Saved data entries

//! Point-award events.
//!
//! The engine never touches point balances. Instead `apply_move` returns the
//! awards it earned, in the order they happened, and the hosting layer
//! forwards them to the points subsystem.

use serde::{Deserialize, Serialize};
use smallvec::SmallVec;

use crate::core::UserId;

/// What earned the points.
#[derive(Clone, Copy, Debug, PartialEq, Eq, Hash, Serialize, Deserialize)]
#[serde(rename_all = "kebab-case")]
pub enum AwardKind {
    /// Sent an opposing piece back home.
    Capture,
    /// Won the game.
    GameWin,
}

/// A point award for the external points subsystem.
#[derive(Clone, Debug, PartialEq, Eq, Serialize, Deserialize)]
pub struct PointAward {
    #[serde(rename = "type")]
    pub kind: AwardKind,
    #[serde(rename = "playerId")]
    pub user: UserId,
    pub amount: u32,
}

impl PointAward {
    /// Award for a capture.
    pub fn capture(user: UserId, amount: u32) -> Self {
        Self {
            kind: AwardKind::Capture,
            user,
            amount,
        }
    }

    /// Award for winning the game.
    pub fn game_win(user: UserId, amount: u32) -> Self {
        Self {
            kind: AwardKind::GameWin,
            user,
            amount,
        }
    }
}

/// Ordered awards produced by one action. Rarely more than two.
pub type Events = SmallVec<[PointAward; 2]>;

### [Work task]
If a line in the records includes the string "awards", copy it.

### [The completed task]
//! awards it earned, in the order they happened, and the hosting layer
/// Ordered awards produced by one action. Rarely more than two.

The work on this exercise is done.